The Apstra Edge device receives data about the network devices through the configured vCenter and the flow servers. The Edge device sends this data to DC Assurance where the ML models perform the following tasks:
-
Aggregate data points received from the network
-
Train the ML models using these data points and learn normal behavior to create a baseline
-
Forecast future data points by using trained ML models on historical data
-
Identify deviations in the forecasted data by using the outlier detection model trained on historical metric data
Predictive Analytics uses the following ML algorithms:
|
Function |
Machine Learning Algorithm |
Description |
|---|---|---|
|
Forecasting |
Light Gradient Boost Machine (LGBM) |
An ensemble method based on decision trees that combines multiple weak models to produce a single strong prediction. Gradient boosting builds the model sequentially, with each model focusing on errors made by the previous one. |
|
Outlier Detection |
Isolation Forest (iForest) |
A tree-based method that builds an ensemble of random trees for outlier detection. Isolation tree-based methods recursively select random variables and random split values for these variables as tree nodes at each step to create the subtrees and eventually isolate the outliers at tree leaves. |
The Predictive Analytics feature identifies outliers in the system health metrics such as system CPU and memory utilization issues.
Predictive Analytics uses machine learning algorithms and utilizes the data that it receives from the network to predict network behavior. Once this feature has been enabled, it requires a certain amount of data points to train its model on expected behavior and to recognize outliers. During the initial period after enabling this feature, the predictions about network behavior may not be fully accurate. This is because the received data is insufficient for the ML algorithm to analyze and make meaningful predictions. Accuracy of predictions improve over time as more data is available for analysis.
View Predicted Impacts
To view the predictive outliers in the network, navigate to Assurance > Predictions. Use the site drop-down to select a specific site.
The Predictions tab displays a list of outliers, the affected device, the severity level of the outlier, the predicted time when the event might occur. It also displays the number of impacted clients and services in the selected site.
The Predictive Analytics feature forecasts outliers that might occur in a 24-hour period.
You can click the clients and services button to view and search from the full list of impacted clients.
You can also use the Predictive Search option on the top right of the page to search for a specific service and view its historical, current, and predicted metrics.
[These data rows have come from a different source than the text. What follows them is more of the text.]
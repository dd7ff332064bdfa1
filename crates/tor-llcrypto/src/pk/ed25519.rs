//! Re-exporting Ed25519 implementations, and related utilities.
//!
//! Here we re-export types from [`ed25519_dalek`] that implement the
//! Ed25519 signature algorithm.  (TODO: Eventually, this module
//! should probably be replaced with a wrapper that uses the ed25519
//! trait and the Signature trait.)
//!
//! We additionally provide an `Ed25519Identity` type to represent the
//! unvalidated Ed25519 "identity keys" that we use throughout the Tor
//! protocol to uniquely identify a relay.

use base64ct::{Base64Unpadded, Encoding as _};
use curve25519_dalek::Scalar;
use sha2::Sha512;
use std::fmt::{self, Debug, Display, Formatter};
use subtle::{Choice, ConstantTimeEq};


use ed25519_dalek::hazmat::ExpandedSecretKey;
// NOTE: We are renaming a few types here to maintain consistency with
// our variable names, and with the nomenclature we use elsewhere for public
// keys.
pub use ed25519_dalek::{
    Signature, Signer, SigningKey as Keypair, Verifier, VerifyingKey as PublicKey,
};

use crate::util::ct::CtByteArray;

/// The length of an ED25519 identity, in bytes.
pub const ED25519_ID_LEN: usize = 32;

/// The length of an ED25519 signature, in bytes.
pub const ED25519_SIGNATURE_LEN: usize = 64;

/// A variant of [`Keypair`] containing an [`ExpandedSecretKey`].
///
/// In the Tor protocol, we use this type for blinded onion service identity keys
/// (KS_hs_blind_id).  Since their scalar values are computed, rather than taken
/// directly from a
/// SHA-512 transformation of a SecretKey, we cannot use the regular `Keypair`
/// type.
#[allow(clippy::exhaustive_structs)]
pub struct ExpandedKeypair {
    /// The secret part of the key.
    pub(crate) secret: ExpandedSecretKey,
    /// The public part of this key.
    ///
    /// NOTE: As with [`ed25519_dalek::SigningKey`], this public key _must_ be
    /// the public key matching `secret`.  Putting a different public key in
    /// here would enable a class of attacks against ed25519 and enable secret
    /// key recovery.
    pub(crate) public: PublicKey,
}

impl ExpandedKeypair {
    /// Return the public part of this expanded keypair.
    pub fn public(&self) -> &PublicKey {
        &self.public
    }

    // NOTE: There is deliberately no secret() function.  If we had one, we
    // would be exposing an unescorted secret key, which is part of
    // ed25519::hazmat.

    /// Compute a signature over a message using this keypair.
    pub fn sign(&self, message: &[u8]) -> Signature {
        // See notes on ExpandedKeypair about why this hazmat is okay to use.
        ed25519_dalek::hazmat::raw_sign::<Sha512>(&self.secret, message, &self.public)
    }

    /// Return a representation of the secret key in this keypair.
    ///
    /// (Since it is an expanded secret key, we represent it as its scalar part
    /// followed by its hash_prefix.)
    pub fn to_secret_key_bytes(&self) -> [u8; 64] {
        let mut output = [0_u8; 64];
        output[0..32].copy_from_slice(&self.secret.scalar.to_bytes());
        output[32..64].copy_from_slice(&self.secret.hash_prefix);
        output
    }

    /// Reconstruct a key from its byte representation as returned by
    /// `to_secret_key_bytes()`.
    ///
    /// Return None if the input cannot be the output of `to_secret_key_bytes()`.
    //
    // NOTE: Returning None is a bit silly, but that's what Dalek does.
    pub fn from_secret_key_bytes(bytes: [u8; 64]) -> Option<Self> {
        let scalar = Option::from(Scalar::from_bytes_mod_order(
            bytes[0..32].try_into().expect("wrong length on slice"),
        ))?;
        let hash_prefix = bytes[32..64].try_into().expect("wrong length on slice");
        let secret = ExpandedSecretKey {
            scalar,
            hash_prefix,
        };
        let public = PublicKey::from(&secret);
        Some(Self { secret, public })
    }

    // NOTE: There is deliberately no constructor here that takes a (secret,
    // public) pair.  If there were, you could construct a pair with a
    // mismatched public key.
}

impl<'a> From<&'a Keypair> for ExpandedKeypair {
    fn from(kp: &'a Keypair) -> ExpandedKeypair {
        ExpandedKeypair {
            secret: kp.as_bytes().into(),
            public: kp.into(),
        }
    }
}

impl From<ExpandedKeypair> for PublicKey {
    fn from(ekp: ExpandedKeypair) -> PublicKey {
        ekp.public
    }
}

/// An unchecked, unvalidated Ed25519 key.
///
/// This key is an "identity" in the sense that it identifies (up to) one
/// Ed25519 key.  It may also represent the identity for a particular entity,
/// such as a relay or an onion service.
///
/// This type is distinct from an Ed25519 [`PublicKey`] for several reasons:
///  * We're storing it in a compact format, whereas the public key
///    implementation might want an expanded form for more efficient key
///    validation.
///  * This type hasn't checked whether the bytes here actually _are_ a valid
///    Ed25519 public key.
#[derive(Clone, Copy, Hash, PartialOrd, Ord, Eq, PartialEq)]
pub struct Ed25519Identity {
    /// A raw unchecked Ed25519 public key.
    id: CtByteArray<ED25519_ID_LEN>,
}

impl Ed25519Identity {
    /// Construct a new Ed25519 identity from a 32-byte sequence.
    ///
    /// This might or might not actually be a valid Ed25519 public key.
    ///
    /// ```
    /// use tor_llcrypto::pk::ed25519::{Ed25519Identity, PublicKey};
    ///
    /// let bytes = b"klsadjfkladsfjklsdafkljasdfsdsd!";
    /// let id = Ed25519Identity::new(*bytes);
    /// let pk: Result<PublicKey,_> = (&id).try_into();
    /// assert!(pk.is_ok());
    ///
    /// let bytes = b"aaaaaaaaaaaaaaaaaaaaaaaaaaaaaaaa";
    /// let id = Ed25519Identity::new(*bytes);
    /// let pk: Result<PublicKey,_> = (&id).try_into();
    /// assert!(pk.is_err());
    /// ```
    pub fn new(id: [u8; 32]) -> Self {
        Ed25519Identity { id: id.into() }
    }
    /// If `id` is of the correct length, wrap it in an Ed25519Identity.
    pub fn from_bytes(id: &[u8]) -> Option<Self> {
        Some(Ed25519Identity::new(id.try_into().ok()?))
    }
    /// Return a reference to the bytes in this key.
    pub fn as_bytes(&self) -> &[u8] {
        &self.id.as_ref()[..]
    }
}

impl From<[u8; ED25519_ID_LEN]> for Ed25519Identity {
    fn from(id: [u8; ED25519_ID_LEN]) -> Self {
        Ed25519Identity::new(id)
    }
}

impl From<Ed25519Identity> for [u8; ED25519_ID_LEN] {
    fn from(value: Ed25519Identity) -> Self {
        value.id.into()
    }
}

impl From<PublicKey> for Ed25519Identity {
    fn from(pk: PublicKey) -> Self {
        (&pk).into()
    }
}

impl From<&PublicKey> for Ed25519Identity {
    fn from(pk: &PublicKey) -> Self {
        // This unwrap is safe because the public key is always 32 bytes
        // long.
        Ed25519Identity::from_bytes(pk.as_bytes()).expect("Ed25519 public key had wrong length?")
    }
}

impl TryFrom<&Ed25519Identity> for PublicKey {
    type Error = ed25519_dalek::SignatureError;
    fn try_from(id: &Ed25519Identity) -> Result<PublicKey, Self::Error> {
        PublicKey::from_bytes(id.id.as_ref())
    }
}

impl TryFrom<Ed25519Identity> for PublicKey {
    type Error = ed25519_dalek::SignatureError;
    fn try_from(id: Ed25519Identity) -> Result<PublicKey, Self::Error> {
        (&id).try_into()
    }
}

impl ConstantTimeEq for Ed25519Identity {
    fn ct_eq(&self, other: &Self) -> Choice {
        self.id.ct_eq(&other.id)
    }
}

impl Display for Ed25519Identity {
    fn fmt(&self, f: &mut Formatter<'_>) -> fmt::Result {
        write!(f, "{}", Base64Unpadded::encode_string(self.id.as_ref()))
    }
}

impl Debug for Ed25519Identity {
    fn fmt(&self, f: &mut Formatter<'_>) -> fmt::Result {
        write!(f, "Ed25519Identity {{ {} }}", self)
    }
}

impl safelog::Redactable for Ed25519Identity {
    /// Warning: This displays 12 bits of the ed25519 identity, which is
    /// enough to narrow down a public relay by a great deal.
    fn display_redacted(&self, f: &mut std::fmt::Formatter<'_>) -> std::fmt::Result {
        write!(
            f,
            "{}…",
            &Base64Unpadded::encode_string(self.id.as_ref())[..2]
        )
    }

    fn debug_redacted(&self, f: &mut std::fmt::Formatter<'_>) -> std::fmt::Result {
        write!(f, "Ed25519Identity {{ {} }}", self.redacted())
    }
}

impl serde::Serialize for Ed25519Identity {
    fn serialize<S>(&self, serializer: S) -> Result<S::Ok, S::Error>
    where
        S: serde::Serializer,
    {
        if serializer.is_human_readable() {
            serializer.serialize_str(&Base64Unpadded::encode_string(self.id.as_ref()))
        } else {
            serializer.serialize_bytes(&self.id.as_ref()[..])
        }
    }
}

impl<'de> serde::Deserialize<'de> for Ed25519Identity {
    fn deserialize<D>(deserializer: D) -> Result<Self, D::Error>
    where
        D: serde::Deserializer<'de>,
    {
        if deserializer.is_human_readable() {
            /// Helper for deserialization
            struct EdIdentityVisitor;
            impl<'de> serde::de::Visitor<'de> for EdIdentityVisitor {
                type Value = Ed25519Identity;
                fn expecting(&self, fmt: &mut std::fmt::Formatter<'_>) -> fmt::Result {
                    fmt.write_str("base64-encoded Ed25519 public key")
                }
                fn visit_str<E>(self, s: &str) -> Result<Self::Value, E>
                where
                    E: serde::de::Error,
                {
                    let bytes = Base64Unpadded::decode_vec(s).map_err(E::custom)?;
                    Ed25519Identity::from_bytes(&bytes)
                        .ok_or_else(|| E::custom("wrong length for Ed25519 public key"))
                }
            }

            deserializer.deserialize_str(EdIdentityVisitor)
        } else {
            /// Helper for deserialization
            struct EdIdentityVisitor;
            impl<'de> serde::de::Visitor<'de> for EdIdentityVisitor {
                type Value = Ed25519Identity;
                fn expecting(&self, fmt: &mut std::fmt::Formatter<'_>) -> fmt::Result {
                    fmt.write_str("ed25519 public key")
                }
                fn visit_bytes<E>(self, bytes: &[u8]) -> Result<Self::Value, E>
                where
                    E: serde::de::Error,
                {
                    Ed25519Identity::from_bytes(bytes)
                        .ok_or_else(|| E::custom("wrong length for ed25519 public key"))
                }
            }
            deserializer.deserialize_bytes(EdIdentityVisitor)
        }
    }
}

/// An ed25519 signature, plus the document that it signs and its
/// public key.
#[derive(Clone, Debug)]
pub struct ValidatableEd25519Signature {
    /// The key that allegedly produced the signature
        key: PublicKey,
    /// The alleged signature
        sig: Signature,
    /// The entire body of text that is allegedly signed here.
    ///
    /// TODO: It's not so good to have this included here; it
    /// would be better to have a patch to ed25519_dalek to allow
    /// us to pre-hash the signed thing, and just store a digest.
    /// We can't use that with the 'prehash' variant of ed25519,
    /// since that has different constants.
    entire_text_of_signed_thing: Vec<u8>,
}

impl ValidatableEd25519Signature {
    /// Create a new ValidatableEd25519Signature
    pub fn new(key: PublicKey, sig: Signature, text: &[u8]) -> Self {
        ValidatableEd25519Signature {
            key,
            sig,
            entire_text_of_signed_thing: text.into(),
        }
    }

    /// View the interior of this signature object.
    pub(crate) fn as_parts(&self) -> (&PublicKey, &Signature, &[u8]) {
        (&self.key, &self.sig, &self.entire_text_of_signed_thing[..])
    }

    /// Return a reference to the underlying Signature.
    pub fn signature(&self) -> &Signature {
        &self.sig
    }
}

impl super::ValidatableSignature for ValidatableEd25519Signature {
    fn is_valid(&self) -> bool {
        self.key
            .verify(&self.entire_text_of_signed_thing[..], &self.sig)
            .is_ok()
    }

    fn as_ed25519(&self) -> Option<&ValidatableEd25519Signature> {
        Some(self)
    }
}

/// Perform a batch verification operation on the provided signatures
///
/// Return `true` if _every_ signature is valid; otherwise return `false`.
///
/// Note that the mathematics for batch validation are slightly
/// different than those for normal one-signature validation.  Because
/// of this, it is possible for an ostensible signature that passes
/// one validation algorithm might fail the other.  (Well-formed
/// signatures generated by a correct Ed25519 implementation will
/// always pass both kinds of validation, and an attacker should not
/// be able to forge a signature that passes either kind.)
pub fn validate_batch(sigs: &[&ValidatableEd25519Signature]) -> bool {
    use crate::pk::ValidatableSignature;
    if sigs.is_empty() {
        // ed25519_dalek has nonzero cost for a batch-verification of
        // zero sigs.
        true
    } else if sigs.len() == 1 {
        // Validating one signature in the traditional way is faster.
        sigs[0].is_valid()
    } else {
        let mut ed_msgs = Vec::new();
        let mut ed_sigs = Vec::new();
        let mut ed_pks = Vec::new();
        for ed_sig in sigs {
            let (pk, sig, msg) = ed_sig.as_parts();
            ed_sigs.push(*sig);
            ed_pks.push(*pk);
            ed_msgs.push(msg);
        }
        ed25519_dalek::verify_batch(&ed_msgs[..], &ed_sigs[..], &ed_pks[..]).is_ok()
    }
}

/// An object that has an Ed25519 [`PublicKey`].
pub trait Ed25519PublicKey {
    /// Get the Ed25519 [`PublicKey`].
    fn public_key(&self) -> &PublicKey;
}

impl Ed25519PublicKey for Keypair {
    fn public_key(&self) -> &PublicKey {
        self.as_ref()
    }
}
If no predictive outliers are displayed, it could be because of the following reasons:
-
The network devices are behaving as expected.
-
The Predictive Analytics feature is newly configured and not enough data is available yet to make reliable predictions.
-
The streaming receivers are not sending data from the Edge device to DC Assurance. In this case, run the pre-flight check for the Edge device and verify if the stream receivers are configured correctly. See Pre-Flight Checks for more information.
If the list of impacted clients and services for a predicted outlier is not displayed, it could be because:
-
There is no traffic flowing through the affected devices in the network.
-
DC Assurance is not receiving traffic information from the Edge device. In this case, run the pre-flight check for the Edge device and verify if the flow servers are configured correctly. See Pre-Flight Checks for more information.
When you select an outlier on the Predictions tab and click View topology, the network topology is displayed showing the device and the services impacted by the predicted outlier.
View Topology and Device Data
The network topology displays the impacted services and clients for the selected outlier along with the traffic flow between the services and the network devices as shown in Figure 3.
When you select a device from the topology, the right pane displays the historical, current, and predicted CPU and memory usage data for that device in the form of graphs. Click the Now button to scroll to the current metrics for the device on the plotted graph. You can also select the 15 min or the 1 hr options for the graph to display data aggregated in 15-minute intervals or 1-hour intervals respectively.
If an outlier is detected in the predicted data points, it is highlighted in purple on the graph. Mouse over the outlier to view details such as the type of outlier, the severity, the predicted start and end time of the outlier, and so on.
Benefits of Predictions
The Predictive Analytics feature provides the following benefits:
-
Provides an early warning to administrators about possible outliers.
-
Helps understand the impact of predicted outliers.
-
Enables administrators to proactively prevent potential outages.